Tuesday, April 28, 2020

It's your teacher

A big conversation among parents has been how to keep kids motivated to complete assignments. It gets harder as the shelter at home days drag on. Lots of people have shared stories about how their students were on the verge of getting an incomplete grade because they had not completed enough assignments.

When my device rang, it said, "Private number." I hesitated, then answered.

The voice said, "Hi. Is blonde twin there? It's her teacher." 

I said, "One minute please." And then I promptly hung up on her. I didn't mean to hang up. I tried to mute my device so I could tell the blonde twin who was on the phone.

The teacher called back immediately. I apologized, muted the phone, told the blonde twin her teacher was on the phone. I said, "You are doing your work, right?"
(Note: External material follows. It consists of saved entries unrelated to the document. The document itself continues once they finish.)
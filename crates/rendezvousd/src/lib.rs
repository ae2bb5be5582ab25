//! Coordination for a single shared background server per build session.
//!
//! Any number of concurrent processes may ask for the server. They agree on
//! one through a discovery file guarded by an advisory lock: the first
//! process to win the exclusive lock starts the server and writes its
//! endpoint, and every other process reads that endpoint back. The owning
//! process keeps the server alive until it has been idle for the configured
//! timeout, the discovery file is deleted, or the process is interrupted,
//! and then removes its record.
//!
//! The building blocks are usable on their own:
//!
//! - [`lock`] provides the shared/exclusive file lock with timeouts and
//!   cancellation.
//! - [`discovery`] reads, writes and removes the endpoint record.
//! - [`probe`] decides whether a recorded endpoint still answers.
//! - [`server`] runs the TCP listener with its inactivity timer.
//! - [`watch`] reports deletion of the discovery file.
//! - [`lifecycle`] composes them into the find-or-start protocol.

pub mod discovery;
pub mod lifecycle;
pub mod lock;
pub mod probe;
pub mod process;
pub mod server;
mod telemetry;
pub mod watch;

pub use lifecycle::{
    Acquisition, LifecycleError, LifecycleReporter, Orchestrator, OwnedServer, RunOutcome,
    ShutdownReport, StructuredLifecycleReporter, SystemOrchestrator, lookup,
};
pub use process::{
    DaemonizeError, Daemonizer, EXIT_ALREADY_RUNNING, InterruptCallback, InterruptError,
    InterruptHook, LaunchError, LaunchMode, SignalInterruptHook, SystemDaemonizer,
    report_outcome, run_server,
};
pub use telemetry::{TelemetryError, TelemetryHandle};

#[cfg(test)]
mod tests;
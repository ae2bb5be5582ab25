//! Error surface for advisory lock operations.

use std::io;
use std::path::PathBuf;

use thiserror::Error;

use super::LockMode;

/// Errors reported while acquiring or using an advisory lock.
#[derive(Debug, Error)]
pub enum LockError {
    /// The context deadline expired before the lock became available.
    #[error("timed out after {waited_ms} ms waiting for {mode} lock on '{path}'")]
    Timeout {
        /// Lock file path.
        path: PathBuf,
        /// Requested lock level.
        mode: LockMode,
        /// Time spent waiting.
        waited_ms: u64,
    },
    /// The context was cancelled before the lock became available.
    #[error("cancelled while waiting for {mode} lock on '{path}'")]
    Cancelled {
        /// Lock file path.
        path: PathBuf,
        /// Requested lock level.
        mode: LockMode,
    },
    /// A filesystem operation on the lock file failed.
    #[error("failed to {operation} lock file '{path}': {source}")]
    Io {
        /// Lock file path.
        path: PathBuf,
        /// Operation that failed.
        operation: &'static str,
        /// Underlying IO error.
        #[source]
        source: io::Error,
    },
    /// The lock file was removed while waiting and may not be recreated.
    #[error("lock file '{path}' was removed while waiting for the lock")]
    Vanished {
        /// Lock file path.
        path: PathBuf,
    },
    /// The content was accessed without holding the required lock level.
    #[error("'{path}' requires a {required} lock for this operation")]
    NotHeld {
        /// Lock file path.
        path: PathBuf,
        /// Lock level the operation requires.
        required: LockMode,
    },
}

impl LockError {
    pub(crate) fn io(path: PathBuf, operation: &'static str, source: io::Error) -> Self {
        Self::Io {
            path,
            operation,
            source,
        }
    }

    /// Returns `true` when the error came from the context deadline or token.
    #[must_use]
    pub fn is_context_failure(&self) -> bool {
        matches!(self, Self::Timeout { .. } | Self::Cancelled { .. })
    }
}
//! Error surface of the find-or-start protocol.

use std::path::PathBuf;

use thiserror::Error;

use crate::lock::LockError;
use crate::server::StartError;

/// Fatal orchestration failures. Losing the ownership race is not an error.
#[derive(Debug, Error)]
pub enum LifecycleError {
    /// Opening the discovery file or taking the shared lock failed.
    #[error("failed to acquire read lock: {source}")]
    AcquireRead {
        /// Underlying lock error.
        #[source]
        source: LockError,
    },
    /// Upgrading to the exclusive lock failed.
    #[error("failed to acquire write lock: {source}")]
    UpgradeExclusive {
        /// Underlying lock error.
        #[source]
        source: LockError,
    },
    /// The lock was not in a state that allows reading the record.
    #[error("failed to read discovery record: {source}")]
    ReadRecord {
        /// Underlying lock error.
        #[source]
        source: LockError,
    },
    /// The server could not be started; nothing was published.
    #[error("failed to start server: {source}")]
    Start {
        /// Underlying start error.
        #[source]
        source: StartError,
    },
    /// Writing the endpoint failed; the fresh server was shut down again.
    #[error("failed to publish endpoint to '{path}': {source}")]
    Publish {
        /// Discovery file path.
        path: PathBuf,
        /// Underlying lock error.
        #[source]
        source: LockError,
    },
    /// Removing the discovery file after shutdown failed.
    #[error("failed to remove discovery file '{path}': {source}")]
    Cleanup {
        /// Discovery file path.
        path: PathBuf,
        /// Underlying lock error.
        #[source]
        source: LockError,
    },
}
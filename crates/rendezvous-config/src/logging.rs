use serde::{Deserialize, Serialize};
use strum::{Display, EnumString};

/// Supported logging output formats.
#[derive(
    Debug, Clone, Copy, Default, Deserialize, Serialize, PartialEq, Eq, EnumString, Display,
)]
#[serde(rename_all = "snake_case")]
#[strum(serialize_all = "snake_case", ascii_case_insensitive)]
pub enum LogFormat {
    /// Structured JSON suitable for ingestion by logging stacks.
    #[default]
    Json,
    /// Human-readable single line output.
    Compact,
}

/// Errors encountered while parsing a [`LogFormat`] from text.
pub type LogFormatParseError = strum::ParseError;

#[cfg(test)]
mod tests {
    use super::*;

    #[test]
    fn parses_case_insensitively() {
        let format: LogFormat = "COMPACT".parse().expect("format should parse");
        assert_eq!(format, LogFormat::Compact);
        assert_eq!(LogFormat::Json.to_string(), "json");
    }
}
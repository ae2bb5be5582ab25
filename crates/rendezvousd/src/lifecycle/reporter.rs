//! Observer surfacing orchestration milestones and degradations.

use std::path::Path;
use std::sync::Arc;

use crate::discovery::Removal;
use crate::lock::LockError;
use crate::process::InterruptError;
use crate::server::ShutdownCause;
use crate::watch::WatchError;

use super::LIFECYCLE_TARGET;

/// Observer trait used to surface lifecycle events to telemetry sinks.
pub trait LifecycleReporter: Send + Sync {
    /// A live server was already published. `after_upgrade` is set when the
    /// record appeared while this process waited for the exclusive lock.
    fn existing_server(&self, path: &Path, endpoint: &str, after_upgrade: bool);

    /// A published endpoint failed the liveness probe.
    fn stale_record(&self, path: &Path, endpoint: &str);

    /// The discovery file could not be read and was treated as empty.
    fn record_unreadable(&self, path: &Path, error: &LockError);

    /// This process started a server and published its endpoint.
    fn server_published(&self, path: &Path, endpoint: &str);

    /// A server was started without any discovery file.
    fn foreground_started(&self, endpoint: &str);

    /// Publishing failed and the fresh server is being shut down again.
    fn compensating_shutdown(&self, endpoint: &str, error: &LockError);

    /// Removal watching is unavailable; only inactivity and explicit calls
    /// will stop the server.
    fn watch_unavailable(&self, path: &Path, error: &WatchError);

    /// Interrupt handling could not be installed.
    fn interrupt_unavailable(&self, error: &InterruptError);

    /// The owned server stopped. `removal` is `None` in foreground mode.
    fn shutdown_completed(&self, endpoint: &str, cause: ShutdownCause, removal: Option<&Removal>);
}

impl<T> LifecycleReporter for Arc<T>
where
    T: LifecycleReporter + ?Sized,
{
    fn existing_server(&self, path: &Path, endpoint: &str, after_upgrade: bool) {
        (**self).existing_server(path, endpoint, after_upgrade);
    }

    fn stale_record(&self, path: &Path, endpoint: &str) {
        (**self).stale_record(path, endpoint);
    }

    fn record_unreadable(&self, path: &Path, error: &LockError) {
        (**self).record_unreadable(path, error);
    }

    fn server_published(&self, path: &Path, endpoint: &str) {
        (**self).server_published(path, endpoint);
    }

    fn foreground_started(&self, endpoint: &str) {
        (**self).foreground_started(endpoint);
    }

    fn compensating_shutdown(&self, endpoint: &str, error: &LockError) {
        (**self).compensating_shutdown(endpoint, error);
    }

    fn watch_unavailable(&self, path: &Path, error: &WatchError) {
        (**self).watch_unavailable(path, error);
    }

    fn interrupt_unavailable(&self, error: &InterruptError) {
        (**self).interrupt_unavailable(error);
    }

    fn shutdown_completed(&self, endpoint: &str, cause: ShutdownCause, removal: Option<&Removal>) {
        (**self).shutdown_completed(endpoint, cause, removal);
    }
}

/// Default reporter that records lifecycle events using `tracing`.
#[derive(Debug, Default, Clone, Copy)]
pub struct StructuredLifecycleReporter;

impl LifecycleReporter for StructuredLifecycleReporter {
    fn existing_server(&self, path: &Path, endpoint: &str, after_upgrade: bool) {
        tracing::info!(
            target: LIFECYCLE_TARGET,
            event = "existing_server",
            file = %path.display(),
            endpoint,
            after_upgrade,
            "server already running"
        );
    }

    fn stale_record(&self, path: &Path, endpoint: &str) {
        tracing::info!(
            target: LIFECYCLE_TARGET,
            event = "stale_record",
            file = %path.display(),
            endpoint,
            "published endpoint is not answering"
        );
    }

    fn record_unreadable(&self, path: &Path, error: &LockError) {
        tracing::warn!(
            target: LIFECYCLE_TARGET,
            event = "record_unreadable",
            file = %path.display(),
            error = %error,
            "discovery file unreadable; treating it as empty"
        );
    }

    fn server_published(&self, path: &Path, endpoint: &str) {
        tracing::info!(
            target: LIFECYCLE_TARGET,
            event = "server_published",
            file = %path.display(),
            endpoint,
            "server started and published"
        );
    }

    fn foreground_started(&self, endpoint: &str) {
        tracing::info!(
            target: LIFECYCLE_TARGET,
            event = "foreground_started",
            endpoint,
            "server started without a discovery file"
        );
    }

    fn compensating_shutdown(&self, endpoint: &str, error: &LockError) {
        tracing::error!(
            target: LIFECYCLE_TARGET,
            event = "compensating_shutdown",
            endpoint,
            error = %error,
            "publishing failed; stopping the unreachable server"
        );
    }

    fn watch_unavailable(&self, path: &Path, error: &WatchError) {
        tracing::warn!(
            target: LIFECYCLE_TARGET,
            event = "watch_unavailable",
            file = %path.display(),
            error = %error,
            "will not shut down when the discovery file is removed; only on inactivity"
        );
    }

    fn interrupt_unavailable(&self, error: &InterruptError) {
        tracing::warn!(
            target: LIFECYCLE_TARGET,
            event = "interrupt_unavailable",
            error = %error,
            "interrupts will not clean up the discovery file"
        );
    }

    fn shutdown_completed(&self, endpoint: &str, cause: ShutdownCause, removal: Option<&Removal>) {
        tracing::info!(
            target: LIFECYCLE_TARGET,
            event = "shutdown_completed",
            endpoint,
            %cause,
            removal = ?removal,
            "server shut down"
        );
    }
}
The blonde twin seemed shocked that her teacher was calling. When she hung up the phone, she was beaming. She said, "My teacher just called to tell me what a great job I was doing. She said I was one of the few students actually completing all my work."

We were so proud of her. We knew the girls were logging on every day and seemed to be doing their work. We never actually checked, though. The blonde twin had an "I told you so" attitude all evening. She earned it.

Friday, April 10, 2020

Closing the sweat shop for now

It's hard to fight an invisible enemy. Covid-19 was easily spread in crowded places and someone could be spreading it without even knowing it. The number of people officially diagnosed with Covid-19 was growing quickly. We knew that even more people had it who were not tested. The death rate was rising. Every day we tried to mix school work and fun, but it was getting hard to keep up our spirits.

After days of debate, we were told that everyone should be wearing masks whenever they were outside. Just like that, I had a mission.

If there's something I can do to help other people, it's sew. I have a lot of fabric and thread, and a sewing machine. I found mask pattern that seemed pretty easy to put together. And then, I told the girls to ask their friends if they needed masks. 

In my head we were going to make about 50 masks for family and friends. Once we were done totaling all the masks, we were closer to 75. 

I pulled out a lot of fabric, washed it, ironed it and started planning. The first person pulled into the project was Daddy. He offered to cut all the fabric. The brunette twin recently said she wanted to make some clothes. I suggested she start sewing masks as a learning tool. The blond twin was going to turn the masks inside out and pin on the ties. I was sewing the masks pieces into a final product.

Our mask total kept growing. We said yes to everyone who needed a mask. We had all the raw materials and the team to create them. 

At one point, I referred to our project as a sweat shop. We had more than one hundred masks in progress. The news kept saying it was important to wear masks, so I felt pressure to get them done immediately. We wanted our family and friends to be safe. 

When we had enough masks, the girls drove to our local family's homes and dropped masks on front porches. To maintain our social distancing, the girls texted everyone to let them know that there was a bag on their porch. 

A few days later, we dropped almost 20 envelopes in the mail, sending masks from Portland to London. The U.S. Postal clerk seemed shocked to see all the envelopes. 

The girls drove to deliver masks to area friends. By the time they arrived back home, there were already pictures of their friends in their masks on social media.

The sweat shop is closed now, but it could reopen at any time. While the rest of the workforce is done making masks, I cannot say no to anyone who asks for a mask. We have a pretty good supply now, but could run out if the quarantine continues. If this happens, we'll reopen the sweat shop. There's no reason for anyone to go without a mask until I'm out of fabric.